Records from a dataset

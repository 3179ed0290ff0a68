//! Debuglet Runtime - Debugger agent implementation.
//!
//! This crate bridges a native debugger engine and the cloud debugger
//! control plane: engine subprocess management, the framed IPC channels,
//! breakpoint reconciliation, retrying poll and report loops, and the
//! gRPC controller client.

#![allow(clippy::result_large_err)]

pub mod agent;
pub mod controller;
pub mod convert;
pub mod engine;
pub mod framer;
pub mod ipc;
pub mod logpoint;
pub mod reconciler;
pub mod retry;

// Re-export common types
pub use agent::{Agent, AgentState, BreakpointPusher, HitReporter};
pub use controller::{ActiveBreakpoints, ControllerApi, DebuggerClient};
pub use controller::{build_debuggee, CredentialSource, GrpcController, MetadataServer};
pub use engine::{EngineController, EngineHandle, EngineLauncher, EngineSpec, ProcessHandle};
pub use framer::{encode, ChunkSink, ChunkSource, FrameDecoder};
pub use ipc::{ChannelPaths, IpcChannel, CHUNK_SIZE};
pub use logpoint::{LogPointSink, TracingLogPointSink};
pub use reconciler::{BreakpointReconciler, ReconcileResult};
pub use retry::{Backoff, LoopAction, RetryLoop};

/// Debuglet Runtime version.
pub const VERSION: &str = env!("CARGO_PKG_VERSION");
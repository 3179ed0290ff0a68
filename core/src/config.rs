use serde::{Deserialize, Serialize};
use std::collections::HashMap;
use std::path::{Path, PathBuf};
use std::time::Duration;

use crate::error::{DebugletError, Result};

/// Default control-plane endpoint.
pub const DEFAULT_SERVICE_ENDPOINT: &str = "https://clouddebugger.googleapis.com";

/// Agent configuration
#[derive(Debug, Clone, Serialize, Deserialize)]
#[serde(default)]
pub struct AgentConfig {
    /// Path to the native debugger engine binary
    pub engine_path: PathBuf,

    /// What the engine should debug
    pub target: Target,

    /// Optional engine features
    pub features: EngineFeatures,

    /// Identity reported to the control plane
    pub debuggee: DebuggeeConfig,

    /// Hosting platform, resolved once at startup by the caller
    pub platform: Platform,

    /// Control-plane endpoint URL
    pub service_endpoint: String,

    /// How RPC credentials are obtained
    pub credentials: Credentials,

    /// Backoff for the list-active-breakpoints direction
    pub poll_retry: RetryConfig,

    /// Backoff for the hit-report direction
    pub report_retry: RetryConfig,

    /// Directory for the IPC sockets (defaults to the temp dir)
    pub channel_dir: Option<PathBuf>,

    /// Grace period between SIGTERM and SIGKILL for the engine
    pub engine_shutdown_timeout_ms: u64,

    /// Grace period for the loop tasks to finish after cancellation
    pub task_shutdown_timeout_ms: u64,
}

impl Default for AgentConfig {
    fn default() -> Self {
        Self {
            engine_path: PathBuf::new(),
            target: Target::default(),
            features: EngineFeatures::default(),
            debuggee: DebuggeeConfig::default(),
            platform: Platform::Unknown,
            service_endpoint: DEFAULT_SERVICE_ENDPOINT.to_string(),
            credentials: Credentials::MetadataServer,
            poll_retry: RetryConfig::default(),
            report_retry: RetryConfig::default(),
            channel_dir: None,
            engine_shutdown_timeout_ms: 2000,
            task_shutdown_timeout_ms: 5000,
        }
    }
}

impl AgentConfig {
    /// Load a configuration from a JSON file.
    pub fn from_file(path: &Path) -> Result<Self> {
        let content = std::fs::read_to_string(path).map_err(|e| {
            DebugletError::ConfigError(format!("Failed to read {}: {}", path.display(), e))
        })?;
        let config: AgentConfig = serde_json::from_str(&content)?;
        Ok(config)
    }

    /// Check the configuration for values the agent cannot run with.
    pub fn validate(&self) -> Result<()> {
        if self.engine_path.as_os_str().is_empty() {
            return Err(DebugletError::ConfigError(
                "engine_path must be set".to_string(),
            ));
        }
        if let Target::StartCommand(command) = &self.target {
            if command.trim().is_empty() {
                return Err(DebugletError::ConfigError(
                    "application start command must not be empty".to_string(),
                ));
            }
        }
        if self.debuggee.module.trim().is_empty() {
            return Err(DebugletError::ConfigError(
                "debuggee module must not be empty".to_string(),
            ));
        }
        if self.service_endpoint.trim().is_empty() {
            return Err(DebugletError::ConfigError(
                "service_endpoint must not be empty".to_string(),
            ));
        }
        self.poll_retry.validate("poll_retry")?;
        self.report_retry.validate("report_retry")?;
        Ok(())
    }

    /// Directory the IPC sockets are created in.
    pub fn channel_dir(&self) -> PathBuf {
        self.channel_dir
            .clone()
            .unwrap_or_else(std::env::temp_dir)
    }

    pub fn engine_shutdown_timeout(&self) -> Duration {
        Duration::from_millis(self.engine_shutdown_timeout_ms)
    }

    pub fn task_shutdown_timeout(&self) -> Duration {
        Duration::from_millis(self.task_shutdown_timeout_ms)
    }
}

/// What the native engine debugs
#[derive(Debug, Clone, PartialEq, Eq, Serialize, Deserialize)]
#[serde(rename_all = "snake_case")]
pub enum Target {
    /// Launch the application with this command line
    StartCommand(String),
    /// Attach to an already running process
    AttachPid(u32),
}

impl Default for Target {
    fn default() -> Self {
        Self::StartCommand(String::new())
    }
}

/// Optional engine features
#[derive(Debug, Clone, Copy, Default, PartialEq, Eq, Serialize, Deserialize)]
#[serde(default)]
pub struct EngineFeatures {
    /// Evaluate property getters when capturing variables
    pub property_evaluation: bool,
    /// Evaluate breakpoint conditions in the engine
    pub condition_evaluation: bool,
}

/// Debuggee identity
#[derive(Debug, Clone, Default, Serialize, Deserialize)]
#[serde(default)]
pub struct DebuggeeConfig {
    /// Cloud project id; resolved from the metadata server when absent
    pub project_id: Option<String>,

    /// Application module (service) name
    pub module: String,

    /// Application version
    pub version: String,

    /// Minor version, distinguishing instances of the same version
    pub minor_version: Option<String>,

    /// Human readable description; derived from module/version when absent
    pub description: Option<String>,

    /// Extra labels attached to the debuggee
    pub labels: HashMap<String, String>,

    /// Source revisions the application was built from
    pub source_contexts: Vec<SourceContextConfig>,
}

impl DebuggeeConfig {
    /// Read source contexts from a `source-context.json` style file.
    ///
    /// Accepts either a single context object or an array of them.
    pub fn load_source_contexts(path: &Path) -> Result<Vec<SourceContextConfig>> {
        let content = std::fs::read_to_string(path).map_err(|e| {
            DebugletError::ConfigError(format!("Failed to read {}: {}", path.display(), e))
        })?;
        let value: serde_json::Value = serde_json::from_str(&content)?;
        let contexts = match value {
            serde_json::Value::Array(_) => serde_json::from_value(value)?,
            other => vec![serde_json::from_value(other)?],
        };
        Ok(contexts)
    }
}

/// A source revision reference
#[derive(Debug, Clone, PartialEq, Eq, Serialize, Deserialize)]
#[serde(rename_all = "camelCase")]
pub enum SourceContextConfig {
    #[serde(rename_all = "camelCase")]
    Git { url: String, revision_id: String },
}

/// Hosting platform label
#[derive(Debug, Clone, Copy, Default, PartialEq, Eq, Serialize, Deserialize)]
#[serde(rename_all = "snake_case")]
pub enum Platform {
    CloudRun,
    Gke,
    AppEngine,
    ComputeEngine,
    #[default]
    Unknown,
}

impl Platform {
    /// Label value reported to the control plane.
    pub fn label(&self) -> &'static str {
        match self {
            Self::CloudRun => "cloud_run",
            Self::Gke => "gke",
            Self::AppEngine => "app_engine",
            Self::ComputeEngine => "gce",
            Self::Unknown => "default",
        }
    }
}

impl std::fmt::Display for Platform {
    fn fmt(&self, f: &mut std::fmt::Formatter<'_>) -> std::fmt::Result {
        write!(f, "{}", self.label())
    }
}

impl std::str::FromStr for Platform {
    type Err = String;

    fn from_str(s: &str) -> std::result::Result<Self, Self::Err> {
        match s {
            "cloud_run" => Ok(Self::CloudRun),
            "gke" => Ok(Self::Gke),
            "app_engine" => Ok(Self::AppEngine),
            "gce" => Ok(Self::ComputeEngine),
            "default" | "unknown" => Ok(Self::Unknown),
            _ => Err(format!(
                "unknown platform: '{}' (supported: cloud_run, gke, app_engine, gce, default)",
                s
            )),
        }
    }
}

/// Source of RPC credentials
#[derive(Debug, Clone, PartialEq, Eq, Serialize, Deserialize)]
#[serde(rename_all = "snake_case")]
pub enum Credentials {
    /// No authorization header (emulators, tests)
    None,
    /// A fixed OAuth2 access token
    Token(String),
    /// Fetch tokens from the GCE metadata server
    MetadataServer,
}

/// Backoff configuration for one retrying action loop
#[derive(Debug, Clone, Copy, PartialEq, Eq, Serialize, Deserialize)]
#[serde(default)]
pub struct RetryConfig {
    /// Sleep after a successful iteration (0 = run again immediately)
    pub initial_interval_ms: u64,
    /// Substituted when doubling would start from zero
    pub min_interval_ms: u64,
    /// Upper bound for the doubled interval
    pub max_interval_ms: u64,
}

impl Default for RetryConfig {
    fn default() -> Self {
        Self {
            initial_interval_ms: 0,
            min_interval_ms: 1000,
            max_interval_ms: 60_000,
        }
    }
}

impl RetryConfig {
    pub fn initial_interval(&self) -> Duration {
        Duration::from_millis(self.initial_interval_ms)
    }

    pub fn min_interval(&self) -> Duration {
        Duration::from_millis(self.min_interval_ms)
    }

    pub fn max_interval(&self) -> Duration {
        Duration::from_millis(self.max_interval_ms)
    }

    fn validate(&self, name: &str) -> Result<()> {
        if self.max_interval_ms == 0 {
            return Err(DebugletError::ConfigError(format!(
                "{}: max_interval_ms must be greater than 0",
                name
            )));
        }
        if self.min_interval_ms == 0 {
            return Err(DebugletError::ConfigError(format!(
                "{}: min_interval_ms must be greater than 0",
                name
            )));
        }
        if self.min_interval_ms > self.max_interval_ms {
            return Err(DebugletError::ConfigError(format!(
                "{}: min_interval_ms ({}) cannot exceed max_interval_ms ({})",
                name, self.min_interval_ms, self.max_interval_ms
            )));
        }
        if self.initial_interval_ms > self.max_interval_ms {
            return Err(DebugletError::ConfigError(format!(
                "{}: initial_interval_ms ({}) cannot exceed max_interval_ms ({})",
                name, self.initial_interval_ms, self.max_interval_ms
            )));
        }
        Ok(())
    }
}

#[cfg(test)]
mod tests {
    use super::*;
    use std::io::Write;

    fn valid_config() -> AgentConfig {
        AgentConfig {
            engine_path: PathBuf::from("/opt/debuglet/engine"),
            target: Target::StartCommand("dotnet app.dll".to_string()),
            debuggee: DebuggeeConfig {
                module: "shop".to_string(),
                version: "v1".to_string(),
                ..Default::default()
            },
            ..Default::default()
        }
    }

    #[test]
    fn test_default_config() {
        let config = AgentConfig::default();
        assert_eq!(config.service_endpoint, DEFAULT_SERVICE_ENDPOINT);
        assert_eq!(config.platform, Platform::Unknown);
        assert_eq!(config.credentials, Credentials::MetadataServer);
        assert_eq!(config.engine_shutdown_timeout(), Duration::from_secs(2));
    }

    #[test]
    fn test_valid_config_passes() {
        assert!(valid_config().validate().is_ok());
    }

    #[test]
    fn test_missing_engine_path_rejected() {
        let mut config = valid_config();
        config.engine_path = PathBuf::new();
        let err = config.validate().unwrap_err();
        assert!(err.to_string().contains("engine_path"));
    }

    #[test]
    fn test_empty_start_command_rejected() {
        let mut config = valid_config();
        config.target = Target::StartCommand("  ".to_string());
        assert!(config.validate().is_err());
    }

    #[test]
    fn test_attach_target_accepted() {
        let mut config = valid_config();
        config.target = Target::AttachPid(4242);
        assert!(config.validate().is_ok());
    }

    #[test]
    fn test_empty_module_rejected() {
        let mut config = valid_config();
        config.debuggee.module = String::new();
        let err = config.validate().unwrap_err();
        assert!(err.to_string().contains("module"));
    }

    #[test]
    fn test_retry_min_exceeds_max_rejected() {
        let mut config = valid_config();
        config.poll_retry = RetryConfig {
            initial_interval_ms: 0,
            min_interval_ms: 5000,
            max_interval_ms: 1000,
        };
        let err = config.validate().unwrap_err();
        assert!(err.to_string().contains("poll_retry"));
    }

    #[test]
    fn test_retry_zero_max_rejected() {
        let mut config = valid_config();
        config.report_retry = RetryConfig {
            initial_interval_ms: 0,
            min_interval_ms: 0,
            max_interval_ms: 0,
        };
        assert!(config.validate().is_err());
    }

    #[test]
    fn test_platform_labels_roundtrip() {
        for platform in [
            Platform::CloudRun,
            Platform::Gke,
            Platform::AppEngine,
            Platform::ComputeEngine,
            Platform::Unknown,
        ] {
            let parsed: Platform = platform.label().parse().unwrap();
            assert_eq!(parsed, platform);
        }
        assert!("mainframe".parse::<Platform>().is_err());
    }

    #[test]
    fn test_from_file_fills_defaults() {
        let mut file = tempfile::NamedTempFile::new().unwrap();
        write!(
            file,
            r#"{{
                "engine_path": "/usr/bin/engine",
                "target": {{ "attach_pid": 77 }},
                "debuggee": {{ "module": "api", "version": "2" }},
                "credentials": {{ "token": "abc" }}
            }}"#
        )
        .unwrap();

        let config = AgentConfig::from_file(file.path()).unwrap();
        assert_eq!(config.target, Target::AttachPid(77));
        assert_eq!(config.debuggee.module, "api");
        assert_eq!(config.credentials, Credentials::Token("abc".to_string()));
        assert_eq!(config.poll_retry, RetryConfig::default());
    }

    #[test]
    fn test_load_single_source_context() {
        let mut file = tempfile::NamedTempFile::new().unwrap();
        write!(
            file,
            r#"{{ "git": {{ "url": "https://github.com/acme/shop", "revisionId": "abc123" }} }}"#
        )
        .unwrap();

        let contexts = DebuggeeConfig::load_source_contexts(file.path()).unwrap();
        assert_eq!(
            contexts,
            vec![SourceContextConfig::Git {
                url: "https://github.com/acme/shop".to_string(),
                revision_id: "abc123".to_string(),
            }]
        );
    }

    #[test]
    fn test_load_source_context_array() {
        let mut file = tempfile::NamedTempFile::new().unwrap();
        write!(
            file,
            r#"[
                {{ "git": {{ "url": "https://a", "revisionId": "1" }} }},
                {{ "git": {{ "url": "https://b", "revisionId": "2" }} }}
            ]"#
        )
        .unwrap();

        let contexts = DebuggeeConfig::load_source_contexts(file.path()).unwrap();
        assert_eq!(contexts.len(), 2);
    }
}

▶ _TRY IT_
Please count up the lines above that include the string "match" and respond with the total alone.

▶ _ANSWER BELOW_
3